Healthcare Paper on Screening for Alcohol Related Disorders

Healthcare Paper on Screening for Alcohol Related Disorders


Screening for alcohol and drug usage disorders is hardly practiced in the main health care centers. Although there is a notable prevalence of these disorders, medical practitioners rarely put it into consideration due to their busy schedule and lack of financial support to research on their prevalence. This screening process is important to determine when a person is at greater risks of these disorders, using a number of tools that mostly involve questionnaires.

Tools Used for Screening Alcohol-related Disorders

Some of the common tools for screening of alcohol-related disorders include AUDIT and CAGE. These tools help medical practitioners predict and prevent the occurrence of these alcohol-related disorders.


  • When using CAGE, one is required to answer four direct questions which mostly will be in a form of questionnaire or an interview. These four questions are; “Have you ever felt you need to Cut down your drinking?”; “Have anyone made you sad by questing you drinking habits”; “Has your drinking ever made you feel guilty?”; and lastly, “Have ever gotten rid of hangovers or calmed your nerves using a morning?” If the interviewee gives a positive feedback to these questions then they have a possible alcohol use disorder.
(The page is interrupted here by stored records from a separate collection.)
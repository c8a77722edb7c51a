//! End-to-end session behavior with scripted sources

use crate::common::{church, registry, AlwaysUp, Behavior, MockSource, Workspace};
use std::sync::atomic::{AtomicUsize, Ordering};
use std::sync::{Arc, Mutex};
use std::time::Duration;
use tokio_util::sync::CancellationToken;
use vespers::crawler::Engine;
use vespers::output::ExportedRecord;
use vespers::state::{SessionStatus, SessionTotals, TaskStatus};
use vespers::storage::{ChurchFilter, SqliteStorage, Storage};

fn two_sources() -> Vec<MockSource> {
    vec![
        MockSource::new("oca", vec![church("oca", "Holy Trinity", "Boston", "MA")]),
        MockSource::new("goarch", vec![church("goarch", "Saint Nicholas", "Chicago", "IL")]),
    ]
}

fn totals(found: u64, new: u64, duplicate: u64, updated: u64, errors: u64) -> SessionTotals {
    SessionTotals {
        found,
        new,
        duplicate,
        updated,
        errors,
    }
}

#[tokio::test]
async fn test_two_new_then_two_duplicates() {
    let ws = Workspace::new();
    let mut config = ws.config();
    config.engine.max_concurrent_scrapers = 1;

    let first = Engine::with_registry(config.clone(), "hash".to_string(), registry(two_sources()))
        .run()
        .await
        .unwrap();
    assert_eq!(first.status, SessionStatus::Completed);
    assert_eq!(first.totals, totals(2, 2, 0, 0, 0));
    assert_eq!(ws.storage().count_churches().unwrap(), 2);

    let second = Engine::with_registry(config, "hash".to_string(), registry(two_sources()))
        .run()
        .await
        .unwrap();
    assert_eq!(second.status, SessionStatus::Completed);
    assert_eq!(second.totals, totals(2, 0, 2, 0, 0));
    assert_eq!(ws.storage().count_churches().unwrap(), 2);

    let sessions = ws.storage().list_sessions(10).unwrap();
    assert_eq!(sessions.len(), 2);
    for summary in &sessions {
        assert_eq!(summary.session.status, SessionStatus::Completed);
        assert!(summary.session.totals.is_balanced());
        assert!(summary.session.finished_at.is_some());
        assert_eq!(summary.session.config_hash, "hash");
    }
}

#[tokio::test]
async fn test_new_clergy_contact_is_an_update() {
    let ws = Workspace::new();
    let config = ws.config();

    let before = church("oca", "Holy Trinity", "Boston", "MA");
    Engine::with_registry(
        config.clone(),
        "hash".to_string(),
        registry(vec![MockSource::new("oca", vec![before.clone()])]),
    )
    .run()
    .await
    .unwrap();
    let original = ws.storage().search_churches(&ChurchFilter::default()).unwrap();

    let mut after = before;
    after.clergy_contact = Some("Fr. John Smith".to_string());
    let result = Engine::with_registry(
        config,
        "hash".to_string(),
        registry(vec![MockSource::new("oca", vec![after])]),
    )
    .run()
    .await
    .unwrap();

    assert_eq!(result.totals, totals(1, 0, 0, 1, 0));

    let stored = ws.storage().search_churches(&ChurchFilter::default()).unwrap();
    assert_eq!(stored.len(), 1);
    assert_eq!(stored[0].clergy_contact.as_deref(), Some("Father John Smith"));
    assert_eq!(stored[0].dedup_key, original[0].dedup_key);
    assert_eq!(stored[0].id, original[0].id);
    assert_eq!(stored[0].last_session_id, result.session_id);
}

#[tokio::test(start_paused = true)]
async fn test_source_timing_out_every_attempt() {
    let ws = Workspace::new();
    let hanging = MockSource::new("slow", vec![church("slow", "Saint Sava", "Denver", "CO")])
        .with_behavior(Behavior::Hang);
    let fetches = Arc::clone(&hanging.fetches);

    let result = Engine::with_registry(
        ws.config(),
        "hash".to_string(),
        registry(vec![
            hanging,
            MockSource::new("oca", vec![church("oca", "Holy Trinity", "Boston", "MA")]),
        ]),
    )
    .run()
    .await
    .unwrap();

    assert_eq!(fetches.load(Ordering::SeqCst), 3);
    assert_eq!(result.status, SessionStatus::Partial);
    assert_eq!(result.totals, totals(2, 1, 0, 0, 1));

    let slow = result.tasks.iter().find(|t| t.source_id == "slow").unwrap();
    assert_eq!(slow.status, TaskStatus::Failed);
    assert_eq!(slow.attempts, 3);

    let errors = ws.storage().errors_for_session(&result.session_id).unwrap();
    assert_eq!(errors.len(), 1);
    assert_eq!(errors[0].source, "slow");
    assert_eq!(errors[0].kind, "fetch");
}

#[tokio::test]
async fn test_only_source_failing_fails_session() {
    let ws = Workspace::new();
    let broken = MockSource::new("gone", vec![]).with_behavior(Behavior::NotFound);
    let fetches = Arc::clone(&broken.fetches);

    let result = Engine::with_registry(ws.config(), "hash".to_string(), registry(vec![broken]))
        .run()
        .await
        .unwrap();

    assert_eq!(result.status, SessionStatus::Failed);
    assert_eq!(result.totals, totals(1, 0, 0, 0, 1));
    // 404 is terminal
    assert_eq!(fetches.load(Ordering::SeqCst), 1);
    assert!(result.fatal_error.is_none());
}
  • AUDIT, on the other hand, uses a ten question set that helps the physician determine the level of alcohol use, the negative results alcohol users can identify, and whether significant others in their life can attest to the existence of any of these disorders.
  • The Drug Abuse Screening Test (DAST) which involves 28 questions can also be used for screening. The answers to these questions determine the person’s DAST score which tells about the extent of the problems related to drug usage.


These conditions are highly prevalent in the society which means that they need serious attention despite the health care system paying little attention to them. It is, however, very important to put intervention procedures after screening to reduce these risks and promote restoration of health. These interventions involve providing information through giving out educational materials that teach the impact of alcohol use and motivational interviews which urges the patient use the prevention interventions. Also, it is very crucial to fund these screening processes to curb the occurrence of alcohol use disorders in the society but most importantly, more intervention processes need to be formulated.